Stored data entries:
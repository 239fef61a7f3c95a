//! Stateless request builder for the REST data API.
//!
//! # Design
//! `RequestBuilder` holds only the API version. Every operation is a pure
//! function of that version and its arguments that yields a
//! `RequestDescriptor`; all of them go through [`RequestBuilder::send_request`],
//! the one place where defaults are applied. Executing the descriptor is the
//! caller's job, which keeps the builder deterministic and free of I/O.

use serde::Serialize;
use serde_json::{Map, Value};

use crate::config::ClientConfig;
use crate::error::ApiError;
use crate::http::{HttpMethod, RequestDescriptor, RequestOptions};

/// Endpoint shared by every operation except `query_more`.
pub const DATA_ENDPOINT: &str = "/services/data";

/// Builds `RequestDescriptor` values for each REST operation.
#[derive(Debug, Clone)]
pub struct RequestBuilder {
    api_version: String,
}

impl Default for RequestBuilder {
    fn default() -> Self {
        Self::new(&ClientConfig::default())
    }
}

impl RequestBuilder {
    pub fn new(config: &ClientConfig) -> Self {
        Self {
            api_version: config.api_version.clone(),
        }
    }

    pub fn set_api_version(&mut self, version: impl Into<String>) {
        self.api_version = version.into();
    }

    pub fn api_version(&self) -> &str {
        &self.api_version
    }

    /// Normalize an arbitrary request.
    pub fn send_request(&self, endpoint: &str, path: &str, options: RequestOptions) -> RequestDescriptor {
        RequestDescriptor {
            endpoint: endpoint.to_string(),
            path: path.to_string(),
            method: options.method,
            params: options.params,
            header_params: options.header_params,
            file_params: options.file_params,
            return_binary: options.return_binary,
            skip_authentication: options.skip_authentication,
        }
    }

    /// Summary of every available API version.
    pub fn versions(&self) -> RequestDescriptor {
        self.data_request("/", RequestOptions::default())
    }

    /// Resources available for the current API version.
    pub fn resources(&self) -> RequestDescriptor {
        self.data_request(&format!("/{}/", self.api_version), RequestOptions::default())
    }

    pub fn describe_global(&self) -> RequestDescriptor {
        self.data_request(&self.sobjects_path(""), RequestOptions::default())
    }

    pub fn metadata(&self, objtype: &str) -> RequestDescriptor {
        self.data_request(&self.sobjects_path(&format!("{objtype}/")), RequestOptions::default())
    }

    pub fn describe(&self, objtype: &str) -> RequestDescriptor {
        self.data_request(
            &self.sobjects_path(&format!("{objtype}/describe/")),
            RequestOptions::default(),
        )
    }

    /// Layouts for `objtype`, narrowed to one record type when given.
    pub fn describe_layout(&self, objtype: &str, record_type_id: Option<&str>) -> RequestDescriptor {
        let record_type_id = record_type_id.unwrap_or("");
        self.data_request(
            &self.sobjects_path(&format!("{objtype}/describe/layouts/{record_type_id}")),
            RequestOptions::default(),
        )
    }

    pub fn create(&self, objtype: &str, fields: Map<String, Value>) -> RequestDescriptor {
        self.data_request(
            &self.sobjects_path(&format!("{objtype}/")),
            RequestOptions::new().method(HttpMethod::Post).params(fields),
        )
    }

    pub fn create_with<T: Serialize>(&self, objtype: &str, fields: &T) -> Result<RequestDescriptor, ApiError> {
        Ok(self.create(objtype, to_fields(fields)?))
    }

    /// Fetch one record. `field_list` is a comma-separated list such as
    /// `Name,Industry`; an empty list is the same as none.
    pub fn retrieve(&self, objtype: &str, id: &str, field_list: Option<&str>) -> RequestDescriptor {
        let mut options = RequestOptions::new().method(HttpMethod::Get);
        if let Some(fields) = field_list.filter(|f| !f.is_empty()) {
            options = options.param("fields", fields);
        }
        self.data_request(&self.sobjects_path(&format!("{objtype}/{id}")), options)
    }

    /// Create or update by external id. Without an id value the record is
    /// inserted (`POST`); with one it is upserted in place (`PATCH`).
    pub fn upsert(
        &self,
        objtype: &str,
        external_id_field: &str,
        external_id: Option<&str>,
        fields: Map<String, Value>,
    ) -> RequestDescriptor {
        let external_id = external_id.filter(|id| !id.is_empty());
        let method = if external_id.is_some() {
            HttpMethod::Patch
        } else {
            HttpMethod::Post
        };
        let path = self.sobjects_path(&format!(
            "{objtype}/{external_id_field}/{}",
            external_id.unwrap_or("")
        ));
        self.data_request(&path, RequestOptions::new().method(method).params(fields))
    }

    pub fn upsert_with<T: Serialize>(
        &self,
        objtype: &str,
        external_id_field: &str,
        external_id: Option<&str>,
        fields: &T,
    ) -> Result<RequestDescriptor, ApiError> {
        Ok(self.upsert(objtype, external_id_field, external_id, to_fields(fields)?))
    }

    pub fn update(&self, objtype: &str, id: &str, fields: Map<String, Value>) -> RequestDescriptor {
        self.data_request(
            &self.sobjects_path(&format!("{objtype}/{id}")),
            RequestOptions::new().method(HttpMethod::Patch).params(fields),
        )
    }

    pub fn update_with<T: Serialize>(&self, objtype: &str, id: &str, fields: &T) -> Result<RequestDescriptor, ApiError> {
        Ok(self.update(objtype, id, to_fields(fields)?))
    }

    pub fn del(&self, objtype: &str, id: &str) -> RequestDescriptor {
        self.data_request(
            &self.sobjects_path(&format!("{objtype}/{id}")),
            RequestOptions::new().method(HttpMethod::Delete),
        )
    }

    pub fn query(&self, soql: &str) -> RequestDescriptor {
        self.data_request(
            &format!("/{}/query", self.api_version),
            RequestOptions::new().param("q", soql),
        )
    }

    /// Follow a `nextRecordsUrl`/`prevRecordsUrl` given as a full URL.
    ///
    /// Returns `None` and logs an error when `url` is not of the form
    /// `https://<host>/<path>`; no request should be issued in that case.
    pub fn query_more(&self, url: &str) -> Option<RequestDescriptor> {
        match path_from_url(url) {
            Some(path) => Some(self.send_request("", path, RequestOptions::default())),
            None => {
                tracing::error!(url = %url, "queryMore failed: url must be a valid https url");
                None
            }
        }
    }

    pub fn search(&self, sosl: &str) -> RequestDescriptor {
        self.data_request(
            &format!("/{}/search", self.api_version),
            RequestOptions::new().param("q", sosl),
        )
    }

    /// Download an attachment body as binary.
    pub fn get_attachment(&self, id: &str) -> RequestDescriptor {
        self.data_request(
            &self.sobjects_path(&format!("Attachment/{id}/Body")),
            RequestOptions::new().return_binary(true),
        )
    }

    fn data_request(&self, path: &str, options: RequestOptions) -> RequestDescriptor {
        self.send_request(DATA_ENDPOINT, path, options)
    }

    fn sobjects_path(&self, rest: &str) -> String {
        format!("/{}/sobjects/{rest}", self.api_version)
    }
}

/// Extract the path following the host of an `https://` URL.
fn path_from_url(url: &str) -> Option<&str> {
    let rest = url.strip_prefix("https://")?;
    let slash = rest.find('/')?;
    if slash == 0 {
        return None;
    }
    Some(&rest[slash..])
}

/// Serialize a typed body into the JSON object a request carries.
fn to_fields<T: Serialize>(fields: &T) -> Result<Map<String, Value>, ApiError> {
    match serde_json::to_value(fields).map_err(|e| ApiError::Serialization(e.to_string()))? {
        Value::Object(map) => Ok(map),
        other => Err(ApiError::Serialization(format!(
            "request body must be a JSON object, got {other}"
        ))),
    }
}
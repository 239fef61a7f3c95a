use tokio::net::TcpListener;
use tracing_subscriber::EnvFilter;

#[tokio::main]
async fn main() -> Result<(), std::io::Error> {
    tracing_subscriber::fmt()
        .with_env_filter(EnvFilter::try_from_default_env().unwrap_or_else(|_| EnvFilter::new("info")))
        .init();

    let port = std::env::var("PORT").unwrap_or_else(|_| "3000".to_string());
    let addr = format!("127.0.0.1:{port}");
    let listener = TcpListener::bind(&addr).await?;
    tracing::info!(%addr, "mock data API listening");
    mock_server::run(listener).await
}
//! Path helpers shared by discovery, watching and logging.

use std::{
    env,
    path::{Path, PathBuf},
};

/// Normalize a path to absolute form for reliable comparison.
///
/// Config paths are canonicalized, so paths coming from the file watcher
/// must be canonicalized the same way before comparison.
pub fn normalize_path(path: &Path) -> PathBuf {
    path.canonicalize().unwrap_or_else(|_| {
        if path.is_absolute() {
            path.to_path_buf()
        } else {
            env::current_dir().map_or_else(|_| path.to_path_buf(), |cwd| cwd.join(path))
        }
    })
}

/// Check if path is a temp/backup file (editor artifacts).
pub fn is_temp_file(path: &Path) -> bool {
    let name = path.file_name().and_then(|n| n.to_str()).unwrap_or("");
    let ext = path.extension().and_then(|e| e.to_str()).unwrap_or("");

    matches!(ext, "bck" | "bak" | "backup" | "swp" | "swo" | "tmp")
        || name.ends_with('~')
        || name.starts_with('.')
}

/// Relative `/`-separated form of `path` under `root`, for patterns and logs.
///
/// `/proj/src/pages/blog/{unstable_slug}.js` → `blog/{unstable_slug}.js`
pub fn rel_path(path: &Path, root: &Path) -> String {
    path.strip_prefix(root)
        .unwrap_or(path)
        .to_string_lossy()
        .replace('\\', "/")
}
//! Utility modules.

pub mod path;
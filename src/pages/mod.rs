//! Page registration.
//!
//! Collection builders hand every derived page to a [`PageSink`]. The binary
//! uses [`PageStore`], which keeps the live page set in memory and mirrors it
//! to a JSON manifest:
//!
//! ```text
//! CollectionBuilder ──create_page/delete_page──► PageStore ──version──► manifest writer
//! ```

mod discover;
mod store;
mod types;

pub use discover::{ComponentRoute, discover_components};
pub use store::PageStore;
pub use types::{PAGE_PARAMS_KEY, PageRequest, PageSink};
//! pagegen - collection route page generator.

mod builder;
mod cli;
mod config;
mod logger;
mod pages;
mod query;
mod utils;
mod watch;

use anyhow::{Context, Result};
use builder::{BuildError, BuilderOptions, CollectionBuilder};
use clap::Parser;
use cli::{Cli, Commands};
use config::SiteConfig;
use pages::{ComponentRoute, PageStore, discover_components};
use pagegen_core::Pattern;
use query::DataDirEngine;
use std::{sync::Arc, time::Duration};
use tokio::task::JoinSet;
use utils::path::rel_path;
use watch::{ChangeNotifier, FsNotifier, Registry};

fn main() -> Result<()> {
    let cli = Cli::parse();
    let config = SiteConfig::load(&cli)?;
    let routes = discover_components(&config.build.pages, &config.build.extensions)?;

    let result = match &cli.command {
        Commands::Check => check(&config, &routes),
        Commands::Build => runtime()?.block_on(build(&config, routes)),
        Commands::Watch { .. } if !config.watch.enable => {
            log!("watch"; "disabled by [watch.enable], building once");
            runtime()?.block_on(build(&config, routes))
        }
        Commands::Watch { .. } => runtime()?.block_on(watch(&config, routes)),
    };

    // A bad pattern is the one failure that ends the process.
    match result.map_err(|e| e.downcast::<BuildError>()) {
        Ok(()) => Ok(()),
        Err(Ok(err)) => {
            log!("error"; "{err}");
            std::process::exit(1)
        }
        Err(Err(e)) => Err(e),
    }
}

fn runtime() -> Result<tokio::runtime::Runtime> {
    tokio::runtime::Builder::new_current_thread()
        .enable_all()
        .build()
        .context("Failed to start async runtime")
}

/// Parse every collection pattern without running anything.
fn check(config: &SiteConfig, routes: &[ComponentRoute]) -> Result<()> {
    for route in routes {
        let pattern = Pattern::parse(&route.file_path, &config.collection.prefix)
            .map_err(BuildError::from)?;
        let params: Vec<&str> = pattern.params().map(|p| p.name()).collect();
        log!("check"; "{} [{}]", route.file_path, params.join(", "));
    }
    log!("check"; "{} collection components ok", routes.len());
    Ok(())
}

/// Run every collection component once and write the manifest.
async fn build(config: &SiteConfig, routes: Vec<ComponentRoute>) -> Result<()> {
    let store = Arc::new(PageStore::new());
    let builders = create_builders(config, routes, &store, &Arc::new(Registry::default()))?;

    let mut tasks = JoinSet::new();
    for mut builder in builders {
        tasks.spawn(async move { builder.step().await });
    }
    while let Some(joined) = tasks.join_next().await {
        joined.context("Collection builder panicked")?;
    }

    write_manifest(config, &store)
}

/// Keep every builder running and mirror the page store to the manifest.
async fn watch(config: &SiteConfig, routes: Vec<ComponentRoute>) -> Result<()> {
    let store = Arc::new(PageStore::new());
    let notifier = Arc::new(FsNotifier::new()?);
    let builders = create_builders(config, routes, &store, &notifier)?;

    let (stop_tx, mut stop_rx) = tokio::sync::watch::channel(false);
    ctrlc::set_handler(move || {
        log!("watch"; "shutting down...");
        stop_tx.send_replace(true);
    })
    .context("Failed to set Ctrl+C handler")?;

    let mut version = store.subscribe();
    let mut tasks = JoinSet::new();
    for mut builder in builders {
        tasks.spawn(async move { builder.run().await });
    }
    log!("watch"; "watching {} collection components, press Ctrl+C to stop", tasks.len());

    loop {
        tokio::select! {
            changed = version.changed() => {
                if changed.is_err() {
                    break;
                }
                if !debounce_or_stop(config.watch.debounce(), &mut stop_rx).await {
                    break;
                }
                version.borrow_and_update();
                if let Err(e) = write_manifest(config, &store) {
                    log!("error"; "{e:#}");
                }
            }
            _ = stop_rx.changed() => break,
        }
    }

    tasks.abort_all();
    write_manifest(config, &store)
}

/// Wait out the debounce window; `false` when a stop arrives first.
async fn debounce_or_stop(delay: Duration, stop: &mut tokio::sync::watch::Receiver<bool>) -> bool {
    tokio::select! {
        _ = tokio::time::sleep(delay) => true,
        _ = stop.changed() => false,
    }
}

fn create_builders<N: ChangeNotifier>(
    config: &SiteConfig,
    routes: Vec<ComponentRoute>,
    store: &Arc<PageStore>,
    notifier: &Arc<N>,
) -> Result<Vec<CollectionBuilder<DataDirEngine, PageStore, N>>, BuildError> {
    let engine = Arc::new(DataDirEngine::new(&config.build.data));
    let options = BuilderOptions::from_config(config);

    routes
        .into_iter()
        .map(|route| {
            CollectionBuilder::new(
                route,
                Arc::clone(&engine),
                Arc::clone(store),
                Arc::clone(notifier),
                options.clone(),
            )
        })
        .collect()
}

fn write_manifest(config: &SiteConfig, store: &PageStore) -> Result<()> {
    let path = config.manifest_path();
    store.write_manifest(&path)?;
    log!("pages"; "{} pages -> {}", store.len(), rel_path(&path, config.get_root()));
    Ok(())
}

TASK REQUIREMENTS >>
Copy exactly the lines above, starting at the opening line and finishing at the line in which "that yields a" occurs.

ANSWER BELOW >>
repository 239fef61a7f3c95a
//! Stateless request builder for the REST data API.
//!
//! # Design
//! `RequestBuilder` holds only the API version. Every operation is a pure
//! function of that version and its arguments that yields a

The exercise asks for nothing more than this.